The negative list spells out the industries and sectors in which foreigners are barred from investing. Even the Shanghai Free Trade Zone, seen as a testing ground for future economic and social reforms, includes a lengthy list of off-limit industries, ranging from agriculture to automobile manufacturing.
Although more than 20 rounds of talks over the BIT have been held since negotiations first began in 2008, the composition of the negative list has remained a key sticking point. In September, during talks conducted on the sidelines of Chinese President Xi Jinping's trip to Washington, senior U.S. officials claimed that they were able to get Beijing to shrink the list of sectors it is seeking to exclude from the framework.
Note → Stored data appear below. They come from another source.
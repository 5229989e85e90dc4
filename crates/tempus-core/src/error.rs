//! Unified application error types for Tempus.
//!
//! All crates map their internal errors into [`AppError`] for consistent
//! propagation through the ? operator.

use std::fmt;
use thiserror::Error;

/// Top-level error kind categorization used across the entire application.
///
/// Authentication failures are deliberately coarse: a caller can never tell
/// an unknown email apart from a wrong password (`InvalidCredentials`
/// covers both).
#[derive(Debug, Clone, Copy, PartialEq, Eq, Hash, serde::Serialize, serde::Deserialize)]
pub enum ErrorKind {
    /// The requested resource was not found.
    NotFound,
    /// Credential verification failed (unknown principal or wrong password).
    InvalidCredentials,
    /// A token's expiry is in the past.
    Expired,
    /// A token's ledger entry is revoked (or absent, which is treated the same).
    Revoked,
    /// A token string could not be parsed.
    Malformed,
    /// A token's signature did not verify against the public key.
    BadSignature,
    /// A ledger insert collided with an existing token id.
    DuplicateId,
    /// Input validation failed.
    Validation,
    /// A conflict occurred (duplicate entry, concurrent modification, etc.).
    Conflict,
    /// A database error occurred.
    Database,
    /// A configuration error occurred.
    Configuration,
    /// An internal server error occurred.
    Internal,
}

impl fmt::Display for ErrorKind {
    fn fmt(&self, f: &mut fmt::Formatter<'_>) -> fmt::Result {
        match self {
            Self::NotFound => write!(f, "NOT_FOUND"),
            Self::InvalidCredentials => write!(f, "INVALID_CREDENTIALS"),
            Self::Expired => write!(f, "EXPIRED"),
            Self::Revoked => write!(f, "REVOKED"),
            Self::Malformed => write!(f, "MALFORMED"),
            Self::BadSignature => write!(f, "BAD_SIGNATURE"),
            Self::DuplicateId => write!(f, "DUPLICATE_ID"),
            Self::Validation => write!(f, "VALIDATION"),
            Self::Conflict => write!(f, "CONFLICT"),
            Self::Database => write!(f, "DATABASE"),
            Self::Configuration => write!(f, "CONFIGURATION"),
            Self::Internal => write!(f, "INTERNAL"),
        }
    }
}

/// The unified application error used throughout Tempus.
///
/// All crate-specific errors are mapped into `AppError` using `From` impls
/// or explicit `.map_err()` calls. This provides a single error type for
/// the entire application boundary.
#[derive(Debug, Error)]
#[error("{kind}: {message}")]
pub struct AppError {
    /// The category of error.
    pub kind: ErrorKind,
    /// A human-readable error message.
    pub message: String,
    /// Optional underlying cause.
    #[source]
    pub source: Option<Box<dyn std::error::Error + Send + Sync>>,
}

impl AppError {
    /// Create a new application error.
    pub fn new(kind: ErrorKind, message: impl Into<String>) -> Self {
        Self {
            kind,
            message: message.into(),
            source: None,
        }
    }

    /// Create a new application error with an underlying cause.
    pub fn with_source(
        kind: ErrorKind,
        message: impl Into<String>,
        source: impl std::error::Error + Send + Sync + 'static,
    ) -> Self {
        Self {
            kind,
            message: message.into(),
            source: Some(Box::new(source)),
        }
    }

    /// Create a not-found error.
    pub fn not_found(message: impl Into<String>) -> Self {
        Self::new(ErrorKind::NotFound, message)
    }

    /// Create an invalid-credentials error.
    pub fn invalid_credentials(message: impl Into<String>) -> Self {
        Self::new(ErrorKind::InvalidCredentials, message)
    }

    /// Create an expired-token error.
    pub fn expired(message: impl Into<String>) -> Self {
        Self::new(ErrorKind::Expired, message)
    }

    /// Create a revoked-token error.
    pub fn revoked(message: impl Into<String>) -> Self {
        Self::new(ErrorKind::Revoked, message)
    }

    /// Create a malformed-token error.
    pub fn malformed(message: impl Into<String>) -> Self {
        Self::new(ErrorKind::Malformed, message)
    }

    /// Create a bad-signature error.
    pub fn bad_signature(message: impl Into<String>) -> Self {
        Self::new(ErrorKind::BadSignature, message)
    }

    /// Create a duplicate-id error.
    pub fn duplicate_id(message: impl Into<String>) -> Self {
        Self::new(ErrorKind::DuplicateId, message)
    }

    /// Create a validation error.
    pub fn validation(message: impl Into<String>) -> Self {
        Self::new(ErrorKind::Validation, message)
    }

    /// Create a conflict error.
    pub fn conflict(message: impl Into<String>) -> Self {
        Self::new(ErrorKind::Conflict, message)
    }

    /// Create a database error.
    pub fn database(message: impl Into<String>) -> Self {
        Self::new(ErrorKind::Database, message)
    }

    /// Create a configuration error.
    pub fn configuration(message: impl Into<String>) -> Self {
        Self::new(ErrorKind::Configuration, message)
    }

    /// Create an internal error.
    pub fn internal(message: impl Into<String>) -> Self {
        Self::new(ErrorKind::Internal, message)
    }

    /// Whether this error should be presented to HTTP callers as 401.
    pub fn is_unauthenticated(&self) -> bool {
        matches!(
            self.kind,
            ErrorKind::InvalidCredentials
                | ErrorKind::Expired
                | ErrorKind::Revoked
                | ErrorKind::Malformed
                | ErrorKind::BadSignature
        )
    }
}

impl Clone for AppError {
    fn clone(&self) -> Self {
        Self {
            kind: self.kind,
            message: self.message.clone(),
            source: None,
        }
    }
}

impl From<serde_json::Error> for AppError {
    fn from(err: serde_json::Error) -> Self {
        Self::with_source(
            ErrorKind::Internal,
            format!("JSON serialization error: {err}"),
            err,
        )
    }
}

impl From<std::io::Error> for AppError {
    fn from(err: std::io::Error) -> Self {
        Self::with_source(ErrorKind::Internal, format!("I/O error: {err}"), err)
    }
}

impl From<config::ConfigError> for AppError {
    fn from(err: config::ConfigError) -> Self {
        Self::with_source(
            ErrorKind::Configuration,
            format!("Configuration error: {err}"),
            err,
        )
    }
}

#[cfg(test)]
mod tests {
    use super::*;

    #[test]
    fn test_kind_display() {
        assert_eq!(ErrorKind::InvalidCredentials.to_string(), "INVALID_CREDENTIALS");
        assert_eq!(ErrorKind::BadSignature.to_string(), "BAD_SIGNATURE");
    }

    #[test]
    fn test_unauthenticated_kinds() {
        assert!(AppError::expired("old token").is_unauthenticated());
        assert!(AppError::revoked("gone").is_unauthenticated());
        assert!(!AppError::duplicate_id("jti").is_unauthenticated());
        assert!(!AppError::database("down").is_unauthenticated());
    }
}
“In light of the progress made in the BIT negotiations and both sides’ improved negative list proposals ... the United States and China commit to intensify the negotiations and to work expeditiously to conclude the negotiation of a mutually beneficial treaty that meets these high standards,” the White House said in a statement released in September.
On Wednesday, Chen also reiterated comments made last week by the Chinese Premier Li Keqiang, when he said that opening domestic markets to foreign investors should be a “reciprocal” process.
“The U.S. should also be more open to China, not only in terms of market access, but also in the review aspect where more transparency is needed,” Chen reportedly said. “No matter who becomes the [next] U.S. president, when he or she takes office, he must see the U.S. will have to be more open to the world, otherwise U.S. companies and people will be affected.”
With bilateral trade reaching nearly $600 billion in 2015, China is currently America’s largest trading partner. The BIT is being seen by many as a stepping stone toward a future free-trade agreement.
While the Chinese government hopes that greater foreign competition and investment would reinvigorate its slowing economy, U.S. investors believe that the treaty will give them increased access to China's many state-dominated industries, including financial services and telecommunications.